#### Task directions
Tell how many lines of the data include the word "ProxyMode". Nothing but the number belongs in the answer.

[Opening Given records section]

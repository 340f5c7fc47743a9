//! Streamable-http channel.
//!
//! One logical downstream connection over HTTP: every JSON-RPC message is
//! POSTed to the endpoint, and the response body is either a single JSON
//! message or a short SSE stream carrying several. The channel tracks the
//! `Mcp-Session-Id` the server assigns and injects the reserved
//! `MCP-Protocol-Version` header on every request.

use mcpv_domain::config::{ProxyConfig, ProxyMode, ServerSpec};
use mcpv_domain::{Error, Result};
use parking_lot::Mutex;
use reqwest::header::{HeaderMap, HeaderName, HeaderValue, ACCEPT, CONTENT_TYPE};
use serde_json::Value;

const SESSION_HEADER: &str = "mcp-session-id";
const PROTOCOL_HEADER: &str = "mcp-protocol-version";

/// HTTP channel to one streamable-http downstream.
pub struct HttpChannel {
    client: reqwest::Client,
    endpoint: String,
    user_headers: HeaderMap,
    session_id: Mutex<Option<String>>,
    protocol_version: Mutex<String>,
}

impl HttpChannel {
    /// Build the channel: resolve the effective proxy (per-spec override
    /// or runtime default) and pre-validate user headers.
    pub fn connect(spec: &ServerSpec, runtime_proxy: &ProxyConfig) -> Result<Self> {
        let endpoint = spec
            .endpoint
            .clone()
            .ok_or_else(|| Error::Config(format!("server {:?} has no endpoint", spec.name)))?;

        let proxy = ProxyConfig::effective(spec.proxy.as_ref(), runtime_proxy);
        let mut builder = reqwest::Client::builder();
        builder = match proxy.mode {
            ProxyMode::Disabled => builder.no_proxy(),
            ProxyMode::CustomUrl => {
                let url = proxy.url.as_deref().ok_or_else(|| {
                    Error::Config("proxy mode custom-url requires a url".into())
                })?;
                builder.proxy(
                    reqwest::Proxy::all(url)
                        .map_err(|e| Error::Config(format!("invalid proxy url: {e}")))?,
                )
            }
            // reqwest honors the environment proxy settings by default.
            ProxyMode::System | ProxyMode::Inherit => builder,
        };

        let mut user_headers = HeaderMap::new();
        for (key, value) in &spec.headers {
            let name: HeaderName = key
                .parse()
                .map_err(|_| Error::Config(format!("invalid header name {key:?}")))?;
            let value: HeaderValue = value
                .parse()
                .map_err(|_| Error::Config(format!("invalid header value for {key:?}")))?;
            user_headers.insert(name, value);
        }

        let client = builder
            .build()
            .map_err(|e| Error::Internal(format!("http client: {e}")))?;

        Ok(Self {
            client,
            endpoint,
            user_headers,
            session_id: Mutex::new(None),
            protocol_version: Mutex::new(mcpv_proto::mcp::STDIO_PROTOCOL_VERSION.to_string()),
        })
    }

    /// Record the protocol version negotiated during initialize; later
    /// requests advertise it.
    pub fn set_protocol_version(&self, version: &str) {
        *self.protocol_version.lock() = version.to_string();
    }

    /// POST one JSON-RPC message and return every JSON-RPC message the
    /// server answered with (0 for notifications, 1+ for calls; SSE
    /// responses may interleave server notifications).
    pub async fn exchange(&self, message: Value) -> Result<Vec<Value>> {
        let mut request = self
            .client
            .post(&self.endpoint)
            .headers(self.user_headers.clone())
            .header(CONTENT_TYPE, "application/json")
            .header(ACCEPT, "application/json, text/event-stream")
            .header(PROTOCOL_HEADER, self.protocol_version.lock().clone());
        if let Some(session) = self.session_id.lock().clone() {
            request = request.header(SESSION_HEADER, session);
        }

        let response = request
            .json(&message)
            .send()
            .await
            .map_err(|e| classify_send_error(&e))?;

        if let Some(session) = response
            .headers()
            .get(SESSION_HEADER)
            .and_then(|v| v.to_str().ok())
        {
            *self.session_id.lock() = Some(session.to_string());
        }

        let status = response.status();
        if status == reqwest::StatusCode::ACCEPTED {
            return Ok(Vec::new());
        }
        if !status.is_success() {
            return Err(Error::Internal(format!(
                "downstream returned HTTP {status}"
            )));
        }

        let content_type = response
            .headers()
            .get(CONTENT_TYPE)
            .and_then(|v| v.to_str().ok())
            .unwrap_or_default()
            .to_string();
        let body = response
            .text()
            .await
            .map_err(|e| Error::Internal(format!("reading downstream body: {e}")))?;

        if content_type.starts_with("text/event-stream") {
            Ok(parse_sse(&body))
        } else if body.trim().is_empty() {
            Ok(Vec::new())
        } else {
            let value: Value = serde_json::from_str(&body)?;
            Ok(vec![value])
        }
    }
}

fn classify_send_error(e: &reqwest::Error) -> Error {
    if e.is_timeout() {
        Error::DeadlineExceeded { op: "http_call" }
    } else if e.is_connect() {
        Error::ConnectionClosed
    } else {
        Error::Internal(format!("http send: {e}"))
    }
}

/// Extract JSON messages from an SSE body (`data:` lines, blank-line
/// delimited events).
fn parse_sse(body: &str) -> Vec<Value> {
    let mut messages = Vec::new();
    let mut data = String::new();
    for line in body.lines() {
        if let Some(rest) = line.strip_prefix("data:") {
            if !data.is_empty() {
                data.push('\n');
            }
            data.push_str(rest.trim_start());
        } else if line.is_empty() && !data.is_empty() {
            if let Ok(value) = serde_json::from_str::<Value>(&data) {
                messages.push(value);
            }
            data.clear();
        }
    }
    if !data.is_empty() {
        if let Ok(value) = serde_json::from_str::<Value>(&data) {
            messages.push(value);
        }
    }
    messages
}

[Closing Given records section]

#### Written response
4